──────── Exercise inputs

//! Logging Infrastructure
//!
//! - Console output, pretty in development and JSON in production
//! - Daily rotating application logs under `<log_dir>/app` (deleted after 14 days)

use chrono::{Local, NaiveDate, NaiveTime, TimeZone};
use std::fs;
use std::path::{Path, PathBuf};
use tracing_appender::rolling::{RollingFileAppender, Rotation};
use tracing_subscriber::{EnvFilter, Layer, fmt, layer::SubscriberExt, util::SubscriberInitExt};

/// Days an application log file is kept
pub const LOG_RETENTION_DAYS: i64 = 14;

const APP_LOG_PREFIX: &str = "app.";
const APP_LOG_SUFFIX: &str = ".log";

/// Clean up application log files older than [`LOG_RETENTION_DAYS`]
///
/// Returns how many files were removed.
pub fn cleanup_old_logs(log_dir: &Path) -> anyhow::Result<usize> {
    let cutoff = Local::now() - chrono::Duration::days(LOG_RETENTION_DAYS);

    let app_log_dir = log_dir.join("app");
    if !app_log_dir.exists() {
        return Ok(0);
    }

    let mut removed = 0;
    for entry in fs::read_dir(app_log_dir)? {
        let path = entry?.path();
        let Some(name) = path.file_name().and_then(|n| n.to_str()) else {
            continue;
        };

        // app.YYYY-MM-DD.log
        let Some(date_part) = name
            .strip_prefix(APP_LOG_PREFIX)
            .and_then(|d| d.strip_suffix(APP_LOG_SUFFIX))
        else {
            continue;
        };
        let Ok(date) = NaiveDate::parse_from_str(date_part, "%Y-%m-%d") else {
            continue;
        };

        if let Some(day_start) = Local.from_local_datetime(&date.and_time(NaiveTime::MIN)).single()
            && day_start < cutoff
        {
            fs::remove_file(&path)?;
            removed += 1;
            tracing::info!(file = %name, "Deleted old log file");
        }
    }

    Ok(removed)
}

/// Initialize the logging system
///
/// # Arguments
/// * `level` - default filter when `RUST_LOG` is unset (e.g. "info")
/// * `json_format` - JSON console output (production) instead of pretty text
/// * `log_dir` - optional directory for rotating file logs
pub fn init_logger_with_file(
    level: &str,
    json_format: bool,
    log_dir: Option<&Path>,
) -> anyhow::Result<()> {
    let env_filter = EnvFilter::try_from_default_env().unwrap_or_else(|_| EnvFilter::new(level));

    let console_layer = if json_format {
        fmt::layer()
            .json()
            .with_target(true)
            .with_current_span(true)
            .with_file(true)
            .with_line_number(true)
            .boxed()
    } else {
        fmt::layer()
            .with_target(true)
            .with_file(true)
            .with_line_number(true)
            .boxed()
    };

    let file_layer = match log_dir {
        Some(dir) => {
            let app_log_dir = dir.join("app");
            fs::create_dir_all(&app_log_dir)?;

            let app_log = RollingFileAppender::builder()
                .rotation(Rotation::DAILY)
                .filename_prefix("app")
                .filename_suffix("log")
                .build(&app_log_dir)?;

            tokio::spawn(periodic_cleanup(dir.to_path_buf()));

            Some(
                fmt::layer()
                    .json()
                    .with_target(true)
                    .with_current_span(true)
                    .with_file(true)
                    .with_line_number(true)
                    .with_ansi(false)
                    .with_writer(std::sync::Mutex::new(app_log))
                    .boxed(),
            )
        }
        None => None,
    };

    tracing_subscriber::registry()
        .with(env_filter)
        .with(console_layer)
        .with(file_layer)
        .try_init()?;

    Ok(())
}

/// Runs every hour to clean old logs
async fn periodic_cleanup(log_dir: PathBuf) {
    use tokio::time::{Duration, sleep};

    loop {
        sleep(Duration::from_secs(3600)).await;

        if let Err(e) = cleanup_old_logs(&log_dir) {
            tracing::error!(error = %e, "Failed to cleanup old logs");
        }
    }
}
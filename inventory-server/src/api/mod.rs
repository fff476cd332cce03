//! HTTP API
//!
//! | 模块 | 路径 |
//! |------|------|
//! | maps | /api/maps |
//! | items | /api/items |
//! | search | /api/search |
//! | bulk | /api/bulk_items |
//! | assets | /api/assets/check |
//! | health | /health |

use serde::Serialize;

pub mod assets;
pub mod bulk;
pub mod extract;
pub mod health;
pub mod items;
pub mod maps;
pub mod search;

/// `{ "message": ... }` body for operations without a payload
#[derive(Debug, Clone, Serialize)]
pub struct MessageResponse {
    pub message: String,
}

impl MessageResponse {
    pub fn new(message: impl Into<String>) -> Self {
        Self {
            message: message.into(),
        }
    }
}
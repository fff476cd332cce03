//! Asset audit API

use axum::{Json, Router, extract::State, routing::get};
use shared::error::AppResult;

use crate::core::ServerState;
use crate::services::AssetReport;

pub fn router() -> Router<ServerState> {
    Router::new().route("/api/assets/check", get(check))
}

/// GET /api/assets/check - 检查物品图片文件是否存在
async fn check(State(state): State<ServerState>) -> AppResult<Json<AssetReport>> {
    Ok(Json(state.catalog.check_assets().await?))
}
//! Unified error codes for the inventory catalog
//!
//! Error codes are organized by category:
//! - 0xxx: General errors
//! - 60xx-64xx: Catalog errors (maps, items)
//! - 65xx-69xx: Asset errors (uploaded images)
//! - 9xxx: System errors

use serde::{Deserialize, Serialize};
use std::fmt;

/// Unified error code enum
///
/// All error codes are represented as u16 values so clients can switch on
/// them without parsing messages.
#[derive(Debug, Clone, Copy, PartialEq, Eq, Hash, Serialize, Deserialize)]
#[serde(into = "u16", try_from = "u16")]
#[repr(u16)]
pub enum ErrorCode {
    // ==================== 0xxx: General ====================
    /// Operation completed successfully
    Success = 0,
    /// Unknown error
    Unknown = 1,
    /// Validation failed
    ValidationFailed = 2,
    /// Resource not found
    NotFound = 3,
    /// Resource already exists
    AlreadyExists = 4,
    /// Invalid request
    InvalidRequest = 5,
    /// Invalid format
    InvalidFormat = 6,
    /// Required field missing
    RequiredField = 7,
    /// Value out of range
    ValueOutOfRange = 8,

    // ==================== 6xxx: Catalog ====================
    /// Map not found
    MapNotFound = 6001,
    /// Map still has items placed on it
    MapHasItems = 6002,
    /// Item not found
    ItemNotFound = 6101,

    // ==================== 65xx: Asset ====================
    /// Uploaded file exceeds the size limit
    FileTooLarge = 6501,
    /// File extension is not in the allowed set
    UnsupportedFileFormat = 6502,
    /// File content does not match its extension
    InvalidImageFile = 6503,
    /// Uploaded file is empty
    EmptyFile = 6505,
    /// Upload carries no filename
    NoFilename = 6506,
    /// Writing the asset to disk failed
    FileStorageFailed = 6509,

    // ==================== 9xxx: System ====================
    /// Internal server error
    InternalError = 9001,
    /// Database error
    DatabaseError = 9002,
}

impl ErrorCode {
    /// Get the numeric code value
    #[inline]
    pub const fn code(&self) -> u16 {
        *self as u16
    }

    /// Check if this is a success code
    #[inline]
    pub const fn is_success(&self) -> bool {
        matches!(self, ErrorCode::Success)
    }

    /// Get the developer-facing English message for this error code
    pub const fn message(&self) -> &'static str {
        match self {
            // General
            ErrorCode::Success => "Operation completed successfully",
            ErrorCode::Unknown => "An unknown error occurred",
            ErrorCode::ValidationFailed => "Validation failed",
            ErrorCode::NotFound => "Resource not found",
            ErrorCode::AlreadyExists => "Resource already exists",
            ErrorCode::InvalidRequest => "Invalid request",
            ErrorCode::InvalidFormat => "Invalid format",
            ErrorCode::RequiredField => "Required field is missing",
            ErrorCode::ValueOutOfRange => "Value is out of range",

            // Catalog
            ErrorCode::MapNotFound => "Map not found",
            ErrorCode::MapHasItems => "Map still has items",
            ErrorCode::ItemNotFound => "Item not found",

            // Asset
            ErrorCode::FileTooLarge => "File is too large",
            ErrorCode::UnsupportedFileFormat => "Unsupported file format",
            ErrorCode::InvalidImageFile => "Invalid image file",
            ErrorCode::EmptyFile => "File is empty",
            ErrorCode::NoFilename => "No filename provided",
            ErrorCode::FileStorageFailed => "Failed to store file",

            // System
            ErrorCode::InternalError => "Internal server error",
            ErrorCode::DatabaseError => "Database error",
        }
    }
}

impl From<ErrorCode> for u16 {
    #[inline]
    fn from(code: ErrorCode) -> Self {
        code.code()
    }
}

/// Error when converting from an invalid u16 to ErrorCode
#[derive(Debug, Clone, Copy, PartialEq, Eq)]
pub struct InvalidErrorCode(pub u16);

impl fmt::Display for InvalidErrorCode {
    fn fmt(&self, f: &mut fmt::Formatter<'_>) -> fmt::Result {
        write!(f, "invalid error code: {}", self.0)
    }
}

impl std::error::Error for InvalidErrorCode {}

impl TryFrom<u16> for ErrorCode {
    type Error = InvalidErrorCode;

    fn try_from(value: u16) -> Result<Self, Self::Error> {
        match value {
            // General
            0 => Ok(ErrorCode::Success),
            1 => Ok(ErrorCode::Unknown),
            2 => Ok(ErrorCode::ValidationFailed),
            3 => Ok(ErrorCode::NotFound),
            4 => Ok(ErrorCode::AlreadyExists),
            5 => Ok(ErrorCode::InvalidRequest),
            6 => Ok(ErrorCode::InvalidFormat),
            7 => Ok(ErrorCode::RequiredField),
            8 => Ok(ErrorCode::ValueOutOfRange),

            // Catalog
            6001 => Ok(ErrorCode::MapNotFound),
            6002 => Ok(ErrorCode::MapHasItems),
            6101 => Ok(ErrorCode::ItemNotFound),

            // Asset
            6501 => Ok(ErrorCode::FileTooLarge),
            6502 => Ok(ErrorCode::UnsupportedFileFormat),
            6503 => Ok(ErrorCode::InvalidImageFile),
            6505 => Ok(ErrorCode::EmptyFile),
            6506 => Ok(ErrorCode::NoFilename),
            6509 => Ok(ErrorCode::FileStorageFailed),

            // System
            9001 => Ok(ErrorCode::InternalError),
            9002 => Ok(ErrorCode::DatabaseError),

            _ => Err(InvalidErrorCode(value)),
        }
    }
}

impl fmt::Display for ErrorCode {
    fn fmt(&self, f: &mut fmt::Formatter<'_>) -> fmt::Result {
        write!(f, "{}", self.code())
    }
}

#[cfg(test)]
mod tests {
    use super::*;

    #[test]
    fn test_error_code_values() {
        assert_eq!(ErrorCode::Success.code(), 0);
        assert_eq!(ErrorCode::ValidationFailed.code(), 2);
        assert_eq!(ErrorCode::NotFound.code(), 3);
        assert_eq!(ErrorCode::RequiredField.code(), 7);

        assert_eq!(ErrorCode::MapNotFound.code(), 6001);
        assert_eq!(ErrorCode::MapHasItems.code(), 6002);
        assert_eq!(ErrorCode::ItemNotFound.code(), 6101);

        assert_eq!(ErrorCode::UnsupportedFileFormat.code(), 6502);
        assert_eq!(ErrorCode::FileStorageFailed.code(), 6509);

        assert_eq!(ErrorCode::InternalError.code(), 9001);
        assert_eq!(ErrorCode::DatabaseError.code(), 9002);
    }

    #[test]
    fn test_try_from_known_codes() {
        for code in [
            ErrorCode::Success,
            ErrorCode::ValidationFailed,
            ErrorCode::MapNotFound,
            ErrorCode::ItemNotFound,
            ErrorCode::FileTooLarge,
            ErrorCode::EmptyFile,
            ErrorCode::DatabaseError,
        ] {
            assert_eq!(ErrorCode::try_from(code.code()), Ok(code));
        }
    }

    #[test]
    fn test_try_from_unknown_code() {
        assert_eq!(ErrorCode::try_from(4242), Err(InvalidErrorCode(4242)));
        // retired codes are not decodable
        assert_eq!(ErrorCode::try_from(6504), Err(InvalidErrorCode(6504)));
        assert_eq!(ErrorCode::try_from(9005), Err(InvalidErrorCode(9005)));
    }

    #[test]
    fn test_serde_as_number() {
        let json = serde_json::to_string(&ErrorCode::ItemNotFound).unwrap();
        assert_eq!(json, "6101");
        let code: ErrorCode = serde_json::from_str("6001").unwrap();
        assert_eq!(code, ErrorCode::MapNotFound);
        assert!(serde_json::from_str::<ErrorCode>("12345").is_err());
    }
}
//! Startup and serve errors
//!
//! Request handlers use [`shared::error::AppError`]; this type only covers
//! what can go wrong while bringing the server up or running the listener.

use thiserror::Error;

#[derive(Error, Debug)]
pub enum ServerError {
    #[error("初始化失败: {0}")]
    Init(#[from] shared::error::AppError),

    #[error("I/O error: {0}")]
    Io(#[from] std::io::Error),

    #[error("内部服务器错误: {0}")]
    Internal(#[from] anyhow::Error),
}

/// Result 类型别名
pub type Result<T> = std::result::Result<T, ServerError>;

────────────────
──────── Exercise inputs

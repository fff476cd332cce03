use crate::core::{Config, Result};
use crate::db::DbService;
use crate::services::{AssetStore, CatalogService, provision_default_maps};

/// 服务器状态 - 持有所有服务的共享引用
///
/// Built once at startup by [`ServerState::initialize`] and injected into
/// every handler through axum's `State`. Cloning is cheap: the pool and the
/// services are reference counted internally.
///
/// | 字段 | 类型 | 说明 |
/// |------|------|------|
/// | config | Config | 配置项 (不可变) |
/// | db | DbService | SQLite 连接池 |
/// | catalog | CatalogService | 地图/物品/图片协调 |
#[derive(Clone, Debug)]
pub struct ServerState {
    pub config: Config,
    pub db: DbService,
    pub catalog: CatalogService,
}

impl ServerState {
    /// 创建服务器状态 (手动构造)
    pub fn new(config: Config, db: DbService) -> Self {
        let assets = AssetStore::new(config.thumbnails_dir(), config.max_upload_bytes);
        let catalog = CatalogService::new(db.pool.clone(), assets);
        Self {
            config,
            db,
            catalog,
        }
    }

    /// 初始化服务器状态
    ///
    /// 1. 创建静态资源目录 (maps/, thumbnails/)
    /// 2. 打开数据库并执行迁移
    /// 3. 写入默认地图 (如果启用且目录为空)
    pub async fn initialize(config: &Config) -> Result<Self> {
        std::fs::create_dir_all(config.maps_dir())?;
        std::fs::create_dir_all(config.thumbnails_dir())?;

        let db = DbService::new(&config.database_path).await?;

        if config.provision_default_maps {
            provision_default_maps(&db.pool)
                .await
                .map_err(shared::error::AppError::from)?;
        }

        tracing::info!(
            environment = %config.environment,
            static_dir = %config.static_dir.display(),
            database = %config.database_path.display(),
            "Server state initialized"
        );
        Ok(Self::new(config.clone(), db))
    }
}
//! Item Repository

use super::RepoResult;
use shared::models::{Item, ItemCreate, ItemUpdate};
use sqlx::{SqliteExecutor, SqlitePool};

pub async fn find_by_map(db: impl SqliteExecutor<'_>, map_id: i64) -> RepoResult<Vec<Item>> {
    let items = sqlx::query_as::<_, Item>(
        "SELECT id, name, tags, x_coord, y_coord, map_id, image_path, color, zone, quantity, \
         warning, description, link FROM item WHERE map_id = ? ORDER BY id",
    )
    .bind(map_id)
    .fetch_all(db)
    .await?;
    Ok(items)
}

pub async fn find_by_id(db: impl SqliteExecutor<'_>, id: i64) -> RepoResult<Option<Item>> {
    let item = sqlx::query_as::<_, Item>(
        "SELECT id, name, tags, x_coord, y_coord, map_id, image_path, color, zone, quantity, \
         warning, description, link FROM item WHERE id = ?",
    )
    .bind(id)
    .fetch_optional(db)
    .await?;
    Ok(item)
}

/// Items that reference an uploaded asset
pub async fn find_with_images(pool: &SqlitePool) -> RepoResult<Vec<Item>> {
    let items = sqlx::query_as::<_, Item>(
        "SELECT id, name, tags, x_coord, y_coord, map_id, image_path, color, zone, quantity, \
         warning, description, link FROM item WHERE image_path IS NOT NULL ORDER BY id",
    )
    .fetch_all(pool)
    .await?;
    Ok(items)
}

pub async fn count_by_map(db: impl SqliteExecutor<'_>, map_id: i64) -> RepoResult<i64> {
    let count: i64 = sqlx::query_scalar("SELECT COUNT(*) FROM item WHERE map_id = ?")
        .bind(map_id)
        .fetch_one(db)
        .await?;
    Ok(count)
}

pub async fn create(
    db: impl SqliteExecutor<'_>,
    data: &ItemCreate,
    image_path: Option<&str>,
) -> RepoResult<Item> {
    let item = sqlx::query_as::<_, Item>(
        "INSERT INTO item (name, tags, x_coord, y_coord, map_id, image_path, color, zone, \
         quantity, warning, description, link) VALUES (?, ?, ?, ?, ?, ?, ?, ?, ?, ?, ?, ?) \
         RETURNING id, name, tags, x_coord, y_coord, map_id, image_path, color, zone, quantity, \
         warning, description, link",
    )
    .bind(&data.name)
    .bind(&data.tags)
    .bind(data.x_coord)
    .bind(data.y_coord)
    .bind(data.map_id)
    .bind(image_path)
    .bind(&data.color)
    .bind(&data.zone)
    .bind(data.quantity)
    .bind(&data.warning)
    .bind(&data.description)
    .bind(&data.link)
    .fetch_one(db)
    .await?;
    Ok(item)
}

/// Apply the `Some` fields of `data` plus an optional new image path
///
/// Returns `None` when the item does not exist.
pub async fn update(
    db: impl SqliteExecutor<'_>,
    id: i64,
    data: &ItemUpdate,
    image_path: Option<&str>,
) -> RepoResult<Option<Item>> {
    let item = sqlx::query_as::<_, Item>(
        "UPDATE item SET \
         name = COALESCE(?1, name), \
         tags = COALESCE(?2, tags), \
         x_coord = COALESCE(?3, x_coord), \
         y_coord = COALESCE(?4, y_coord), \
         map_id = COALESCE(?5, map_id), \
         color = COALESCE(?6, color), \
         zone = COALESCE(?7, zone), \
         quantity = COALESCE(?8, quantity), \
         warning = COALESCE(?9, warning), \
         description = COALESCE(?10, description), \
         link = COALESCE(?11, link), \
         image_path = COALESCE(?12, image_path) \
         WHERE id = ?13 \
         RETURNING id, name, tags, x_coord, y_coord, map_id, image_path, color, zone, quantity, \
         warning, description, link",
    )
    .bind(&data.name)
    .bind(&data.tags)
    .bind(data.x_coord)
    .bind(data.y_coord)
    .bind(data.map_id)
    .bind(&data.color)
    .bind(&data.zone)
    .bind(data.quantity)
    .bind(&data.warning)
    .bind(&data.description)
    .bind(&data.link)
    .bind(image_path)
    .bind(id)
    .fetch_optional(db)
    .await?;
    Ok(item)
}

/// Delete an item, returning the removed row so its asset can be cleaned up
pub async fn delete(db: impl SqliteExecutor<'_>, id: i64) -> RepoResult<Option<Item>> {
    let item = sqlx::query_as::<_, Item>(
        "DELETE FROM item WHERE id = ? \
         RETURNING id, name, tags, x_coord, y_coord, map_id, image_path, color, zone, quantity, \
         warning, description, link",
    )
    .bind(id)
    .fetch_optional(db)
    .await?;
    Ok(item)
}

────────────────
──────── Exercise inputs

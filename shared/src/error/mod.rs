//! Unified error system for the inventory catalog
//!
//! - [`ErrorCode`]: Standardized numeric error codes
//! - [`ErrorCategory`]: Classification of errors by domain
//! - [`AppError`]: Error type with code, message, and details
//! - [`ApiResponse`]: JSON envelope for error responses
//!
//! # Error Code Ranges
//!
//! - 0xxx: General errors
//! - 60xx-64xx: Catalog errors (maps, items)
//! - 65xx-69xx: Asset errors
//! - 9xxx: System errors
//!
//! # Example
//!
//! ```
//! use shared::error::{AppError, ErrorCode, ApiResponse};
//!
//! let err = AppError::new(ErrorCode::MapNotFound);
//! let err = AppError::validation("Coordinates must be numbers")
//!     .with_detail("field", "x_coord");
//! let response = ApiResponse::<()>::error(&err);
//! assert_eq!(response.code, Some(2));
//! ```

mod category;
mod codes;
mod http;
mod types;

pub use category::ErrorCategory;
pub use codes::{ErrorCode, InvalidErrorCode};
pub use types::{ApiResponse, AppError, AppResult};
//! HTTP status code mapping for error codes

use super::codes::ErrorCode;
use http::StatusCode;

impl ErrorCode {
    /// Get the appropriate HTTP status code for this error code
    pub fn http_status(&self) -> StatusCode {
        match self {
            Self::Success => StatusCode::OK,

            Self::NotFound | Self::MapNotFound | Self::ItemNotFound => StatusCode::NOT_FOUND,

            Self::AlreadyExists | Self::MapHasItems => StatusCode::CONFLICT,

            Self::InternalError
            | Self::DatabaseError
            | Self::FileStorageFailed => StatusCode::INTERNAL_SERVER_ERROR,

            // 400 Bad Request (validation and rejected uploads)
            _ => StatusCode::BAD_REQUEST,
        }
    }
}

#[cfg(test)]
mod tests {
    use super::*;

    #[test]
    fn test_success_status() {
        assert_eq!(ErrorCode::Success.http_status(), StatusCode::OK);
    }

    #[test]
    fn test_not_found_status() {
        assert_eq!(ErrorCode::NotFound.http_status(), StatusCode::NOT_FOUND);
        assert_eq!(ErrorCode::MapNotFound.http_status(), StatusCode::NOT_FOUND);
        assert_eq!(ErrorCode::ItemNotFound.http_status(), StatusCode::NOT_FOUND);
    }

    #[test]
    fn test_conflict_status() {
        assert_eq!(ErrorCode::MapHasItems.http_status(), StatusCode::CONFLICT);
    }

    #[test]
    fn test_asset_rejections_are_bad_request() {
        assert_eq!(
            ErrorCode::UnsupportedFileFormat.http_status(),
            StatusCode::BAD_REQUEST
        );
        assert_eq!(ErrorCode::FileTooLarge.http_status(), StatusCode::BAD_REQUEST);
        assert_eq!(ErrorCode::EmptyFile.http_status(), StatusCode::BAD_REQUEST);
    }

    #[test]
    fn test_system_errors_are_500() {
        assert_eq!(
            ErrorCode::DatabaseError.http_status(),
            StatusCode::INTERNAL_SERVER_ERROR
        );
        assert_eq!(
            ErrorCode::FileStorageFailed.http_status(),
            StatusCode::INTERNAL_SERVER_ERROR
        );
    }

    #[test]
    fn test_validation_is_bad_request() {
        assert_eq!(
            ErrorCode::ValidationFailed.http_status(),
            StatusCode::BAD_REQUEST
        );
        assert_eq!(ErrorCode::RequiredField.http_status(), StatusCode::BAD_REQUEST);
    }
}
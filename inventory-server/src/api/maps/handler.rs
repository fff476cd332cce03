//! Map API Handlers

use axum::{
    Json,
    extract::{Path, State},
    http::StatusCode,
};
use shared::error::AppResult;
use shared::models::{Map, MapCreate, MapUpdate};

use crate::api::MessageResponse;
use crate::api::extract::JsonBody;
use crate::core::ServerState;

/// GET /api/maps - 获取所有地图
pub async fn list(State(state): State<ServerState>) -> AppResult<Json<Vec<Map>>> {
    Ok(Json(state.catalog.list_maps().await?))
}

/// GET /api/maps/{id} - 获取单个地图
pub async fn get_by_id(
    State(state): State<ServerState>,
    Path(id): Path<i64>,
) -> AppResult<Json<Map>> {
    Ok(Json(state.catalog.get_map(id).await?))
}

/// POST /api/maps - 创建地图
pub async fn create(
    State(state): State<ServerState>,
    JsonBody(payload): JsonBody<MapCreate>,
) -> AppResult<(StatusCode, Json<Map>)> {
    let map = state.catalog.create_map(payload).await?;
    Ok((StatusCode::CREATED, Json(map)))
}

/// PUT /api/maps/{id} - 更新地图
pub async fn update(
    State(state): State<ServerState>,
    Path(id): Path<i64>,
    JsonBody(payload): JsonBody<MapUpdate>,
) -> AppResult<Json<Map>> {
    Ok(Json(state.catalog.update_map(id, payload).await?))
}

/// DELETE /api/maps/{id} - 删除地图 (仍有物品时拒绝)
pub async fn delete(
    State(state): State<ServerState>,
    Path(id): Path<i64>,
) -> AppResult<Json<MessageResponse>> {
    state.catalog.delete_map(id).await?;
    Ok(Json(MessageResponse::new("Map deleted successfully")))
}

────────────────

Aim of the task. Search the material above for the word "bool", then copy each line that holds it.

Response area.
    json_format: bool,
    pub const fn is_success(&self) -> bool {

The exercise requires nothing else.